----- Input data

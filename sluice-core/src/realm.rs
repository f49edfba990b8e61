// Credential hand-off for realm authentication

use crate::{Error, Result};

/// A request for one piece of credential data.
#[derive(Debug, Clone, PartialEq, Eq)]
pub enum Callback {
    /// Asks for the user name
    Name { prompt: String, name: Option<String> },
    /// Asks for the password
    Password {
        prompt: String,
        password: Option<String>,
    },
    /// Any callback kind this handler does not understand
    Other(String),
}

impl Callback {
    pub fn name(prompt: impl Into<String>) -> Self {
        Callback::Name {
            prompt: prompt.into(),
            name: None,
        }
    }

    pub fn password(prompt: impl Into<String>) -> Self {
        Callback::Password {
            prompt: prompt.into(),
            password: None,
        }
    }
}

/// Answers name and password callbacks from values supplied up front.
#[derive(Clone)]
pub struct CredentialCallbackHandler {
    username: String,
    password: String,
}

impl std::fmt::Debug for CredentialCallbackHandler {
    fn fmt(&self, f: &mut std::fmt::Formatter<'_>) -> std::fmt::Result {
        f.debug_struct("CredentialCallbackHandler")
            .field("username", &self.username)
            .field("password", &"<redacted>")
            .finish()
    }
}

impl CredentialCallbackHandler {
    pub fn new(username: impl Into<String>, password: impl Into<String>) -> Self {
        Self {
            username: username.into(),
            password: password.into(),
        }
    }

    /// Fill in every callback. Fails on the first unsupported kind.
    pub fn handle(&self, callbacks: &mut [Callback]) -> Result<()> {
        for callback in callbacks.iter_mut() {
            match callback {
                Callback::Name { name, .. } => *name = Some(self.username.clone()),
                Callback::Password { password, .. } => *password = Some(self.password.clone()),
                Callback::Other(kind) => return Err(Error::UnsupportedCallback(kind.clone())),
            }
        }
        Ok(())
    }
}
//! Per-page runtime record.
//!
//! A [`JspWrapper`] owns the loaded [`Page`] for one source URI and moves it
//! through its lifecycle:
//!
//! ```text
//! Unloaded -> Compiling -> Loaded -> (ReloadPending | Unavailable) -> Removed
//! ```
//!
//! Compiling and reloading are serialized by a lock owned by the wrapper, so
//! different pages compile in parallel while one page never compiles twice at
//! once. Service calls on a loaded page run concurrently unless the page says
//! it is not thread safe. `Removed` is terminal.

use crate::compiler::{CompilationContext, CompileOutcome, Page, PageCompiler, PageConfig};
use crate::{JspError, JspOptions, JspResult};
use parking_lot::RwLock;
use sluice_core::{Request, Response};
use sluice_log::{Level, LogQueue};
use std::sync::Arc;
use std::sync::atomic::{AtomicBool, AtomicU32, AtomicU64, Ordering};
use std::time::{Duration, SystemTime, UNIX_EPOCH};
use tokio::sync::Mutex;
use tracing::{debug, error, info, warn};

/// Longest unavailability window a page can ask for, one year
pub const MAX_UNAVAILABLE_SECS: u64 = 365 * 24 * 60 * 60;

/// Where a wrapper is in its lifecycle.
#[derive(Debug, Clone, Copy, PartialEq, Eq)]
pub enum WrapperState {
    /// No page loaded yet
    Unloaded,
    /// A compile step is running
    Compiling,
    /// Page loaded and current
    Loaded,
    /// Out of service until the unavailability window ends
    Unavailable,
    /// A newer artifact exists; the page is reloaded on the next request
    ReloadPending,
    /// The source disappeared; every request answers not found
    Removed,
}

pub struct JspWrapper {
    ctx: CompilationContext,
    config: PageConfig,
    options: Arc<JspOptions>,
    compiler: Arc<dyn PageCompiler>,
    page: RwLock<Option<Arc<dyn Page>>>,
    /// Serializes compile, reload and non-thread-safe service calls
    lock: Mutex<()>,
    reload: AtomicBool,
    first_time: AtomicBool,
    compiling: AtomicBool,
    /// Epoch millis until which the page is unavailable, 0 when available
    available: AtomicU64,
    removed: AtomicU32,
    compile_count: AtomicU64,
    reloads: Arc<AtomicU64>,
    log: Option<Arc<LogQueue>>,
}

impl JspWrapper {
    pub fn new(uri: &str, options: Arc<JspOptions>, compiler: Arc<dyn PageCompiler>) -> Self {
        Self {
            ctx: CompilationContext::new(&options.scratch_dir, uri),
            config: PageConfig::new(uri),
            options,
            compiler,
            page: RwLock::new(None),
            lock: Mutex::new(()),
            reload: AtomicBool::new(true),
            first_time: AtomicBool::new(true),
            compiling: AtomicBool::new(false),
            available: AtomicU64::new(0),
            removed: AtomicU32::new(0),
            compile_count: AtomicU64::new(0),
            reloads: Arc::new(AtomicU64::new(0)),
            log: None,
        }
    }

    /// Count successful reloads into a shared counter.
    pub fn with_reload_counter(mut self, counter: Arc<AtomicU64>) -> Self {
        self.reloads = counter;
        self
    }

    /// Also report lifecycle events to a container log queue.
    pub fn with_log_queue(mut self, queue: Arc<LogQueue>) -> Self {
        self.log = Some(queue);
        self
    }

    pub fn with_config(mut self, config: PageConfig) -> Self {
        self.config = config;
        self
    }

    pub fn uri(&self) -> &str {
        self.ctx.uri()
    }

    pub fn compilation_context(&self) -> &CompilationContext {
        &self.ctx
    }

    pub fn state(&self) -> WrapperState {
        if self.is_removed() {
            WrapperState::Removed
        } else if self.available_at().is_some_and(|at| at > SystemTime::now()) {
            WrapperState::Unavailable
        } else if self.compiling.load(Ordering::Acquire) {
            WrapperState::Compiling
        } else if self.page.read().is_none() {
            WrapperState::Unloaded
        } else if self.reload.load(Ordering::Acquire) {
            WrapperState::ReloadPending
        } else {
            WrapperState::Loaded
        }
    }

    pub fn is_loaded(&self) -> bool {
        self.page.read().is_some()
    }

    pub fn is_removed(&self) -> bool {
        self.removed.load(Ordering::Acquire) > 0
    }

    /// How many times the source was found missing
    pub fn removed_count(&self) -> u32 {
        self.removed.load(Ordering::Acquire)
    }

    /// How many compile steps have run
    pub fn compile_count(&self) -> u64 {
        self.compile_count.load(Ordering::Acquire)
    }

    /// End of the current unavailability window, if one was ever set and not yet cleared
    pub fn available_at(&self) -> Option<SystemTime> {
        match self.available.load(Ordering::Acquire) {
            0 => None,
            millis => Some(UNIX_EPOCH + Duration::from_millis(millis)),
        }
    }

    /// Serve `req`, compiling and loading the page first when needed.
    ///
    /// With `precompile` set the page is brought up to date but not
    /// executed. Unavailability and missing sources are answered with 503
    /// and 404 responses, or returned as errors when `req` is an include.
    pub async fn service(
        &self,
        req: &mut Request,
        res: &mut Response,
        precompile: bool,
    ) -> JspResult<()> {
        if self.is_removed() {
            return self.not_found(req, res, self.uri().to_string());
        }
        if let Some(seconds) = self.unavailable_for() {
            let message = format!("{} is unavailable", self.uri());
            return self.unavailable(req, res, message, seconds);
        }

        match self.try_service(req, res, precompile).await {
            Err(JspError::Unavailable { message, seconds }) => {
                let seconds = match u64::try_from(seconds) {
                    Ok(s) if s > 0 => s,
                    _ => self.options.default_unavailable_secs.max(1),
                }
                .min(MAX_UNAVAILABLE_SECS);
                self.available.store(
                    now_millis().saturating_add(seconds.saturating_mul(1000)),
                    Ordering::Release,
                );
                self.log(
                    Level::Warn,
                    format!("{} unavailable for {}s: {}", self.uri(), seconds, message),
                );
                self.unavailable(req, res, message, seconds)
            }
            Err(JspError::SourceNotFound(uri)) => {
                self.removed.fetch_add(1, Ordering::AcqRel);
                self.not_found(req, res, uri)
            }
            other => other,
        }
    }

    async fn try_service(
        &self,
        req: &mut Request,
        res: &mut Response,
        precompile: bool,
    ) -> JspResult<()> {
        self.prepare().await?;
        if precompile {
            debug!(uri = %self.uri(), "Precompiled page");
            return Ok(());
        }

        let page = self
            .page
            .read()
            .clone()
            .ok_or_else(|| JspError::compile(self.uri(), "page is not loaded"))?;
        if page.is_thread_safe() {
            page.service(req, res).await
        } else {
            let _guard = self.lock.lock().await;
            page.service(req, res).await
        }
    }

    /// Seconds left in the unavailability window. An elapsed window is cleared.
    fn unavailable_for(&self) -> Option<u64> {
        let available = self.available.load(Ordering::Acquire);
        if available == 0 {
            return None;
        }
        let now = now_millis();
        if available > now {
            return Some((available - now).div_ceil(1000));
        }
        let _ = self
            .available
            .compare_exchange(available, 0, Ordering::AcqRel, Ordering::Acquire);
        None
    }

    /// Answer 404, or hand the condition to the including request.
    fn not_found(&self, req: &Request, res: &mut Response, uri: String) -> JspResult<()> {
        if req.is_include() {
            return Err(JspError::SourceNotFound(uri));
        }
        if res.send_error(404, &uri).is_err() {
            self.log(
                Level::Error,
                format!("{} not found but the response was already committed", uri),
            );
        }
        Ok(())
    }

    /// Answer 503, or hand the condition to the including request.
    fn unavailable(
        &self,
        req: &Request,
        res: &mut Response,
        message: String,
        seconds: u64,
    ) -> JspResult<()> {
        if req.is_include() {
            return Err(JspError::Unavailable {
                message,
                seconds: i64::try_from(seconds).unwrap_or(i64::MAX),
            });
        }
        if res.send_error(503, &message).is_ok() {
            res.set_retry_after(seconds);
        } else {
            self.log(
                Level::Error,
                format!("{} unavailable but the response was already committed", self.uri()),
            );
        }
        Ok(())
    }

    /// Run the compile step when required and load the page if it is stale.
    async fn prepare(&self) -> JspResult<()> {
        let needs_compile = self.options.development || self.first_time.load(Ordering::Acquire);
        if !needs_compile && !self.needs_reload() {
            return Ok(());
        }

        let _guard = self.lock.lock().await;
        if self.options.development || self.first_time.load(Ordering::Acquire) {
            self.compile_locked().await?;
            self.first_time.store(false, Ordering::Release);
        }
        if self.needs_reload() {
            self.reload_locked().await?;
        }
        Ok(())
    }

    fn needs_reload(&self) -> bool {
        self.reload.load(Ordering::Acquire) || self.page.read().is_none()
    }

    async fn compile_locked(&self) -> JspResult<()> {
        self.compiling.store(true, Ordering::Release);
        let result = self.run_compiler().await;
        self.compiling.store(false, Ordering::Release);
        if let Err(e) = &result {
            warn!(uri = %self.uri(), error = %e, "Page compilation failed");
        }
        result
    }

    async fn run_compiler(&self) -> JspResult<()> {
        tokio::fs::create_dir_all(self.ctx.output_dir()).await?;
        self.compile_count.fetch_add(1, Ordering::AcqRel);
        if self.compiler.compile(&self.ctx).await? == CompileOutcome::Compiled {
            self.reload.store(true, Ordering::Release);
        }
        Ok(())
    }

    /// Load and init the new page, then swap it in. The previous page keeps
    /// serving until the swap and is destroyed after it.
    async fn reload_locked(&self) -> JspResult<()> {
        let page: Arc<dyn Page> = Arc::from(self.compiler.load(&self.ctx).await?);
        page.init(&self.config).await?;
        let previous = self.page.write().replace(page);
        self.reload.store(false, Ordering::Release);
        self.reloads.fetch_add(1, Ordering::AcqRel);
        if let Some(previous) = previous {
            previous.destroy().await;
        }

        info!(uri = %self.uri(), "Loaded page");
        Ok(())
    }

    /// Re-run the compile step for a loaded page so a changed source is
    /// picked up on the next request. A missing source marks the wrapper
    /// removed.
    pub async fn check_compile(&self) -> JspResult<()> {
        if !self.is_loaded() || self.is_removed() {
            return Ok(());
        }
        let _guard = self.lock.lock().await;
        match self.compile_locked().await {
            Err(JspError::SourceNotFound(uri)) => {
                self.removed.fetch_add(1, Ordering::AcqRel);
                self.log(Level::Info, format!("{} was removed", uri));
                Err(JspError::SourceNotFound(uri))
            }
            other => other,
        }
    }

    /// Tear down the loaded page.
    pub async fn destroy(&self) {
        let _guard = self.lock.lock().await;
        let page = self.page.write().take();
        if let Some(page) = page {
            page.destroy().await;
            debug!(uri = %self.uri(), "Destroyed page");
        }
    }

    fn log(&self, level: Level, message: String) {
        match level {
            Level::Error => error!(uri = %self.uri(), "{}", message),
            Level::Warn => warn!(uri = %self.uri(), "{}", message),
            _ => info!(uri = %self.uri(), "{}", message),
        }
        if let Some(queue) = &self.log {
            queue.log(level, message);
        }
    }
}

impl std::fmt::Debug for JspWrapper {
    fn fmt(&self, f: &mut std::fmt::Formatter<'_>) -> std::fmt::Result {
        f.debug_struct("JspWrapper")
            .field("uri", &self.uri())
            .field("state", &self.state())
            .field("compile_count", &self.compile_count())
            .finish()
    }
}

fn now_millis() -> u64 {
    SystemTime::now()
        .duration_since(UNIX_EPOCH)
        .map(|d| u64::try_from(d.as_millis()).unwrap_or(u64::MAX))
        .unwrap_or(0)
}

----------

◆ **Problem requirements**: Your response should be made up of the lines in the data that contain the word "counter".

◆ **Exercise answer**:
    /// Count successful reloads into a shared counter.
    pub fn with_reload_counter(mut self, counter: Arc<AtomicU64>) -> Self {
        self.reloads = counter;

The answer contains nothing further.